- [PROBLEM DESCRIPTION]:
Only the lines holding "continues" are wanted. Copy every one from the records below.

- [DATA EXCERPTS]:

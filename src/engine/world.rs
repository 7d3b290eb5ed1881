//! Per-frame game rules: gravity, flapping, pipe spawning, scoring and death.

use rand::{Rng, SeedableRng};
use rand_chacha::ChaCha8Rng;
use serde::{Deserialize, Serialize};
use utoipa::ToSchema;

use super::{
    geometry::Rect,
    physics::{
        DESPAWN_X, FLOOR_MARGIN, MIN_MAX_TOP, MIN_PIPE_WIDTH, MIN_PLAYER_SIZE, MIN_TOP_HEIGHT,
        Physics, SPAWN_OFFSET,
    },
};

/// Drawing surface dimensions in pixels.
#[derive(Debug, Clone, Copy, PartialEq, Serialize, Deserialize, ToSchema)]
pub struct Canvas {
    /// Width in pixels.
    pub width: f64,
    /// Height in pixels.
    pub height: f64,
}

impl Canvas {
    /// Narrowest canvas the player page renders.
    pub const MIN_WIDTH: f64 = 320.0;
    /// Widest canvas the player page renders.
    pub const MAX_WIDTH: f64 = 480.0;
    /// Shortest canvas the player page renders.
    pub const MIN_HEIGHT: f64 = 560.0;

    /// Canvas of exactly `width` by `height` pixels.
    pub fn new(width: f64, height: f64) -> Self {
        Self { width, height }
    }

    /// Size the canvas for a browser viewport, leaving room for the page chrome.
    pub fn fit(viewport_width: f64, viewport_height: f64) -> Self {
        let width = (viewport_width - 24.0)
            .min(Self::MAX_WIDTH)
            .max(Self::MIN_WIDTH)
            .floor();
        let height = (viewport_height - 120.0).round().max(Self::MIN_HEIGHT);
        Self { width, height }
    }
}

/// Natural pixel size of the player sprite, used to keep its aspect ratio.
#[derive(Debug, Clone, Copy, PartialEq, Eq, Serialize, Deserialize, ToSchema)]
pub struct SpriteSize {
    /// Natural width.
    pub width: u32,
    /// Natural height.
    pub height: u32,
}

/// Why a run ended.
#[derive(Debug, Clone, Copy, PartialEq, Eq, Serialize, Deserialize, ToSchema)]
#[serde(rename_all = "snake_case")]
pub enum DeathCause {
    /// Player box overlapped an obstacle.
    Pipe,
    /// Player box rose above the top edge.
    Ceiling,
    /// Player box fell below the bottom edge.
    Floor,
}

/// Whether the world still advances.
#[derive(Debug, Clone, Copy, PartialEq, Eq)]
pub enum Status {
    /// The run is in progress.
    Running,
    /// The run ended; only a flap restarts it.
    Dead(DeathCause),
}

/// Result of a single [`World::step`].
#[derive(Debug, Clone, Copy, PartialEq, Eq)]
pub enum StepOutcome {
    /// The world was already dead and did not change.
    Halted,
    /// The run continues; `scored` pipe pairs were cleared during this step.
    Running { scored: u32 },
    /// The run ended during this step.
    Died(DeathCause),
}

/// The controllable box.
#[derive(Debug, Clone, Copy, PartialEq)]
pub struct Player {
    /// Collision box.
    pub body: Rect,
    /// Vertical velocity (px/s, positive is down).
    pub vy: f64,
}

/// One half of an obstacle pair.
#[derive(Debug, Clone, Copy, PartialEq)]
pub struct Pipe {
    /// Collision box.
    pub rect: Rect,
    /// Top pipes hang from the ceiling and are the ones that award points.
    pub top: bool,
    /// Shared by the top and bottom pipe of a pair.
    pub pair_id: u64,
    /// Set once the pair has been scored.
    pub passed: bool,
}

/// Complete simulation state of one run.
pub struct World {
    physics: Physics,
    canvas: Canvas,
    sprite: Option<SpriteSize>,
    player: Player,
    pipes: Vec<Pipe>,
    pipe_speed: f64,
    gap: f64,
    since_spawn: f64,
    score: u32,
    status: Status,
    next_pair_id: u64,
    rng: ChaCha8Rng,
}

impl World {
    /// Start a run. Pipe placement is drawn from a PRNG seeded with `seed`.
    pub fn new(canvas: Canvas, physics: Physics, sprite: Option<SpriteSize>, seed: u64) -> Self {
        Self {
            player: spawn_player(&canvas, &physics, sprite),
            pipes: Vec::new(),
            pipe_speed: physics.pipe_speed_base,
            gap: physics.gap,
            since_spawn: 0.0,
            score: 0,
            status: Status::Running,
            next_pair_id: 0,
            rng: ChaCha8Rng::seed_from_u64(seed),
            physics,
            canvas,
            sprite,
        }
    }

    /// Canvas the run is played on.
    pub fn canvas(&self) -> Canvas {
        self.canvas
    }

    /// Current player state.
    pub fn player(&self) -> &Player {
        &self.player
    }

    /// Pipes on screen, oldest first.
    pub fn pipes(&self) -> &[Pipe] {
        &self.pipes
    }

    /// Pipe pairs passed in this run.
    pub fn score(&self) -> u32 {
        self.score
    }

    /// Whether the run is still going.
    pub fn status(&self) -> Status {
        self.status
    }

    /// Shorthand for a [`Status::Dead`] status.
    pub fn is_dead(&self) -> bool {
        matches!(self.status, Status::Dead(_))
    }

    /// Current horizontal pipe speed (px/s).
    pub fn pipe_speed(&self) -> f64 {
        self.pipe_speed
    }

    /// Current opening between the pipes of a pair (px).
    pub fn gap(&self) -> f64 {
        self.gap
    }

    /// Player input. A flap on a dead world starts a new run instead.
    pub fn flap(&mut self) {
        if self.is_dead() {
            self.restart();
            return;
        }
        self.player.vy = self.physics.flap_velocity;
    }

    /// Reset the run in place. The PRNG stream continues, so the next run
    /// gets a fresh pipe layout.
    pub fn restart(&mut self) {
        self.player = spawn_player(&self.canvas, &self.physics, self.sprite);
        self.pipes.clear();
        self.pipe_speed = self.physics.pipe_speed_base;
        self.gap = self.physics.gap;
        self.since_spawn = 0.0;
        self.score = 0;
        self.status = Status::Running;
    }

    /// Advance the simulation by `dt` seconds (clamped to the maximum frame step).
    pub fn step(&mut self, dt: f64) -> StepOutcome {
        if self.is_dead() {
            return StepOutcome::Halted;
        }
        let dt = self.physics.clamp_step(dt);

        let player = &mut self.player;
        player.vy = (player.vy + self.physics.gravity * dt).min(self.physics.max_fall_speed);
        player.body.y += player.vy * dt;

        self.since_spawn += dt;
        if self.since_spawn >= self.physics.spawn_interval {
            self.since_spawn = 0.0;
            self.spawn_pair();
        }

        let body = self.player.body;
        let mut scored = 0;
        let mut hit = false;
        for index in (0..self.pipes.len()).rev() {
            let pipe = &mut self.pipes[index];
            pipe.rect.x -= self.pipe_speed * dt;
            let rect = pipe.rect;

            if pipe.top && !pipe.passed && rect.right() < body.x {
                let pair_id = pipe.pair_id;
                scored += 1;
                self.pipes
                    .iter_mut()
                    .filter(|candidate| candidate.pair_id == pair_id)
                    .for_each(|candidate| candidate.passed = true);
            }

            if rect.right() < DESPAWN_X {
                self.pipes.remove(index);
            }

            if rect.intersects(&body) {
                hit = true;
                break;
            }
        }
        self.score += scored;

        if hit {
            return self.die(DeathCause::Pipe);
        }
        if body.y < 0.0 {
            return self.die(DeathCause::Ceiling);
        }
        if body.bottom() > self.canvas.height {
            return self.die(DeathCause::Floor);
        }

        self.pipe_speed += self.physics.pipe_acceleration * dt;
        if self.gap > self.physics.min_gap {
            self.gap = (self.gap - self.physics.gap_shrink * dt).max(self.physics.min_gap);
        }

        StepOutcome::Running { scored }
    }

    fn die(&mut self, cause: DeathCause) -> StepOutcome {
        self.status = Status::Dead(cause);
        StepOutcome::Died(cause)
    }

    fn spawn_pair(&mut self) {
        let height = self.canvas.height;
        let max_top = (height - self.gap - FLOOR_MARGIN).max(MIN_MAX_TOP);
        // floor(u * (span + 1)) with u in [0, 1): a fractional span can still
        // reach ceil(span).
        let span = (max_top - MIN_TOP_HEIGHT).max(0.0);
        let offset = (self.rng.random::<f64>() * (span + 1.0)).floor();
        let top_height = MIN_TOP_HEIGHT + offset;

        let x = self.canvas.width + SPAWN_OFFSET;
        let width = (self.canvas.width * self.physics.pipe_width_ratio)
            .round()
            .max(MIN_PIPE_WIDTH);
        let bottom_y = top_height + self.gap;
        let pair_id = self.next_pair_id;
        self.next_pair_id += 1;

        self.pipes.push(Pipe {
            rect: Rect::new(x, 0.0, width, top_height),
            top: true,
            pair_id,
            passed: false,
        });
        self.pipes.push(Pipe {
            rect: Rect::new(x, bottom_y, width, height - bottom_y),
            top: false,
            pair_id,
            passed: false,
        });
    }
}

fn spawn_player(canvas: &Canvas, physics: &Physics, sprite: Option<SpriteSize>) -> Player {
    let width = (canvas.width * physics.player_width_ratio)
        .round()
        .max(MIN_PLAYER_SIZE);
    let height = match sprite {
        Some(SpriteSize {
            width: sw,
            height: sh,
        }) if sw > 0 && sh > 0 => (width * f64::from(sh) / f64::from(sw))
            .round()
            .max(MIN_PLAYER_SIZE),
        _ => MIN_PLAYER_SIZE,
    };
    let y = (canvas.height / 2.0 - height / 2.0).round();

    Player {
        body: Rect::new(physics.player_x, y, width, height),
        vy: 0.0,
    }
}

- [RESPONSE FOR THIS EXERCISE]:
    /// The run continues; `scored` pipe pairs were cleared during this step.
    /// Reset the run in place. The PRNG stream continues, so the next run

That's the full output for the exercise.